* _PROBLEM_
What is the number of lines in the entries that contain "they"? Reply with that number only.
-- Opening Marker --
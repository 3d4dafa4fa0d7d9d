// SPDX-FileCopyrightText: 2026 Bruno Meilick
// SPDX-License-Identifier: LicenseRef-Mindweave-FreeUse-NoCopy-NoDerivatives
//
// All rights reserved.
//
// This file is part of Mindweave and is proprietary software.
// Unauthorized copying, modification, or distribution is prohibited.

use std::fs;
use std::io::{self, Write as _};
use std::path::{Path, PathBuf};
use std::time::{SystemTime, UNIX_EPOCH};

use super::{Storage, StoreError};

const FILE_EXTENSION: &str = "json";

#[derive(Debug, Default, Clone, Copy, PartialEq, Eq)]
pub enum WriteDurability {
    /// Fast, best-effort persistence.
    ///
    /// - Writes a temp file and renames atomically into place.
    /// - Does not perform per-file fsync/sync.
    #[default]
    BestEffort,

    /// Slower, best-effort durability.
    ///
    /// Attempts to flush written file contents and rename operations to stable storage where
    /// possible. Exact guarantees are platform/filesystem-dependent.
    Durable,
}

/// One file per key under a root directory: `<root>/<encoded key>.json`.
///
/// The root is created on first write. Keys that are not safe as file names on every platform
/// are hex-encoded with a `~` prefix.
#[derive(Debug, Clone)]
pub struct DirStorage {
    root: PathBuf,
    durability: WriteDurability,
}

impl DirStorage {
    pub fn new(root: impl Into<PathBuf>) -> Self {
        Self {
            root: root.into(),
            durability: WriteDurability::default(),
        }
    }

    pub fn with_durability(mut self, durability: WriteDurability) -> Self {
        self.durability = durability;
        self
    }

    pub fn durability(&self) -> WriteDurability {
        self.durability
    }

    pub fn root(&self) -> &Path {
        &self.root
    }

    pub fn path_for(&self, key: &str) -> PathBuf {
        self.root
            .join(format!("{}.{FILE_EXTENSION}", encode_key_segment(key)))
    }
}

impl Storage for DirStorage {
    fn get(&self, key: &str) -> Result<Option<String>, StoreError> {
        let path = self.path_for(key);
        match fs::read_to_string(&path) {
            Ok(contents) => Ok(Some(contents)),
            Err(err) if err.kind() == io::ErrorKind::NotFound => Ok(None),
            Err(source) => Err(StoreError::Io { path, source }),
        }
    }

    fn set(&mut self, key: &str, value: &str) -> Result<(), StoreError> {
        write_atomic(&self.root, &self.path_for(key), value.as_bytes(), self.durability)
    }

    fn remove(&mut self, key: &str) -> Result<(), StoreError> {
        let path = self.path_for(key);
        match fs::remove_file(&path) {
            Ok(()) => Ok(()),
            Err(err) if err.kind() == io::ErrorKind::NotFound => Ok(()),
            Err(source) => Err(StoreError::Io { path, source }),
        }
    }
}

fn encode_key_segment(segment: &str) -> String {
    if !needs_filename_encoding(segment) {
        return segment.to_owned();
    }

    const HEX: &[u8; 16] = b"0123456789abcdef";
    let mut out = String::with_capacity(1 + segment.len().saturating_mul(2));
    out.push('~');
    for &b in segment.as_bytes() {
        out.push(HEX[(b >> 4) as usize] as char);
        out.push(HEX[(b & 0x0f) as usize] as char);
    }
    out
}

fn needs_filename_encoding(segment: &str) -> bool {
    if segment.is_empty() || segment.starts_with('~') || segment.starts_with('.') {
        return true;
    }
    if segment.ends_with(' ') || segment.ends_with('.') {
        return true;
    }

    let base = segment.split('.').next().unwrap_or(segment);
    if is_windows_device_name(base) {
        return true;
    }

    segment.chars().any(|ch| {
        matches!(ch, '<' | '>' | ':' | '"' | '/' | '\\' | '|' | '?' | '*')
            || ch <= '\u{1f}'
            || ch == '\u{7f}'
    })
}

fn is_windows_device_name(base: &str) -> bool {
    let base = base.to_ascii_uppercase();
    match base.as_str() {
        "CON" | "PRN" | "AUX" | "NUL" => true,
        _ => ["COM", "LPT"].iter().any(|prefix| {
            base.strip_prefix(prefix)
                .is_some_and(|num| matches!(num, "1" | "2" | "3" | "4" | "5" | "6" | "7" | "8" | "9"))
        }),
    }
}

fn rename_overwrite(from: &Path, to: &Path) -> io::Result<()> {
    #[cfg(windows)]
    {
        match fs::rename(from, to) {
            Ok(()) => Ok(()),
            Err(err)
                if matches!(
                    err.kind(),
                    io::ErrorKind::AlreadyExists | io::ErrorKind::PermissionDenied
                ) =>
            {
                let _ = fs::remove_file(to);
                fs::rename(from, to)
            }
            Err(err) => Err(err),
        }
    }

    #[cfg(not(windows))]
    {
        fs::rename(from, to)
    }
}

fn io_error(path: &Path) -> impl FnOnce(io::Error) -> StoreError + '_ {
    move |source| StoreError::Io {
        path: path.to_path_buf(),
        source,
    }
}

/// Writes `contents` to a temp file next to `path` and renames it into place, so readers see
/// either the old or the new value.
fn write_atomic(
    root: &Path,
    path: &Path,
    contents: &[u8],
    durability: WriteDurability,
) -> Result<(), StoreError> {
    fs::create_dir_all(root).map_err(io_error(root))?;

    match fs::symlink_metadata(path) {
        Ok(md) if md.file_type().is_symlink() => {
            return Err(StoreError::SymlinkRefused {
                path: path.to_path_buf(),
            });
        }
        Ok(_) => {}
        Err(err) if err.kind() == io::ErrorKind::NotFound => {}
        Err(source) => {
            return Err(StoreError::Io {
                path: path.to_path_buf(),
                source,
            })
        }
    }

    let (Some(parent), Some(file_name)) = (path.parent(), path.file_name()) else {
        return Err(StoreError::Io {
            path: path.to_path_buf(),
            source: io::Error::other("path has no parent or file name"),
        });
    };

    let nanos = SystemTime::now()
        .duration_since(UNIX_EPOCH)
        .unwrap_or_default()
        .as_nanos();
    let tmp_path = parent.join(format!(
        ".mindweave.tmp.{}.{}",
        file_name.to_string_lossy(),
        nanos
    ));

    let mut file = fs::OpenOptions::new()
        .write(true)
        .create_new(true)
        .open(&tmp_path)
        .map_err(io_error(&tmp_path))?;
    file.write_all(contents).map_err(io_error(&tmp_path))?;
    if durability == WriteDurability::Durable {
        file.sync_all().map_err(io_error(&tmp_path))?;
    }
    drop(file);

    if let Err(source) = rename_overwrite(&tmp_path, path) {
        let _ = fs::remove_file(&tmp_path);
        return Err(StoreError::Io {
            path: path.to_path_buf(),
            source,
        });
    }

    if durability == WriteDurability::Durable {
        #[cfg(unix)]
        {
            let dir = fs::File::open(parent).map_err(io_error(parent))?;
            dir.sync_all().map_err(io_error(parent))?;
        }
    }

    Ok(())
}

#[cfg(test)]
mod tests;
// SPDX-FileCopyrightText: 2026 Bruno Meilick
// SPDX-License-Identifier: LicenseRef-Mindweave-FreeUse-NoCopy-NoDerivatives
//
// All rights reserved.
//
// This file is part of Mindweave and is proprietary software.
// Unauthorized copying, modification, or distribution is prohibited.

use std::borrow::Borrow;
use std::fmt;
use std::marker::PhantomData;
use std::str::FromStr;

use serde::{Deserialize, Deserializer, Serialize, Serializer};
use smol_str::SmolStr;
use uuid::Uuid;

/// An opaque identifier for nodes, connections, maps and owners.
///
/// Ids are never parsed for structure. The only rules are that they are non-empty and free of
/// control characters, since they are embedded into storage keys such as
/// `mindmap_map_<owner>_<map>`.
#[derive(Debug, Clone, PartialEq, Eq, Hash, PartialOrd, Ord)]
pub struct Id<T> {
    value: SmolStr,
    _marker: PhantomData<fn() -> T>,
}

impl<T> Id<T> {
    pub fn new(value: impl AsRef<str>) -> Result<Self, IdError> {
        let value = value.as_ref();
        validate_id(value)?;
        Ok(Self {
            value: SmolStr::new(value),
            _marker: PhantomData,
        })
    }

    /// Allocates a fresh random (UUID v4) id.
    pub fn generate() -> Self {
        Self {
            value: SmolStr::new(Uuid::new_v4().to_string()),
            _marker: PhantomData,
        }
    }

    pub fn as_str(&self) -> &str {
        &self.value
    }

    pub fn into_string(self) -> String {
        self.value.to_string()
    }
}

impl<T> fmt::Display for Id<T> {
    fn fmt(&self, f: &mut fmt::Formatter<'_>) -> fmt::Result {
        f.write_str(&self.value)
    }
}

impl<T> AsRef<str> for Id<T> {
    fn as_ref(&self) -> &str {
        self.as_str()
    }
}

impl<T> Borrow<str> for Id<T> {
    fn borrow(&self) -> &str {
        self.as_str()
    }
}

impl<T> FromStr for Id<T> {
    type Err = IdError;

    fn from_str(s: &str) -> Result<Self, Self::Err> {
        Self::new(s)
    }
}

impl<T> TryFrom<String> for Id<T> {
    type Error = IdError;

    fn try_from(value: String) -> Result<Self, Self::Error> {
        Self::new(value)
    }
}

impl<T> Serialize for Id<T> {
    fn serialize<S: Serializer>(&self, serializer: S) -> Result<S::Ok, S::Error> {
        serializer.serialize_str(self.as_str())
    }
}

impl<'de, T> Deserialize<'de> for Id<T> {
    fn deserialize<D: Deserializer<'de>>(deserializer: D) -> Result<Self, D::Error> {
        let raw = String::deserialize(deserializer)?;
        Self::new(&raw).map_err(serde::de::Error::custom)
    }
}

#[derive(Debug, Clone, PartialEq, Eq, thiserror::Error)]
pub enum IdError {
    #[error("id must not be empty")]
    Empty,
    #[error("id must not contain control characters")]
    ControlCharacter,
}

fn validate_id(value: &str) -> Result<(), IdError> {
    if value.is_empty() {
        return Err(IdError::Empty);
    }
    if value.chars().any(char::is_control) {
        return Err(IdError::ControlCharacter);
    }
    Ok(())
}

#[derive(Debug, Clone, Copy, PartialEq, Eq, Hash, PartialOrd, Ord)]
pub enum NodeIdTag {}
pub type NodeId = Id<NodeIdTag>;

#[derive(Debug, Clone, Copy, PartialEq, Eq, Hash, PartialOrd, Ord)]
pub enum ConnectionIdTag {}
pub type ConnectionId = Id<ConnectionIdTag>;

#[derive(Debug, Clone, Copy, PartialEq, Eq, Hash, PartialOrd, Ord)]
pub enum MapIdTag {}
pub type MapId = Id<MapIdTag>;

#[derive(Debug, Clone, Copy, PartialEq, Eq, Hash, PartialOrd, Ord)]
pub enum OwnerIdTag {}
pub type OwnerId = Id<OwnerIdTag>;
-- Closing Marker --
* _SOLVED PROBLEM_
2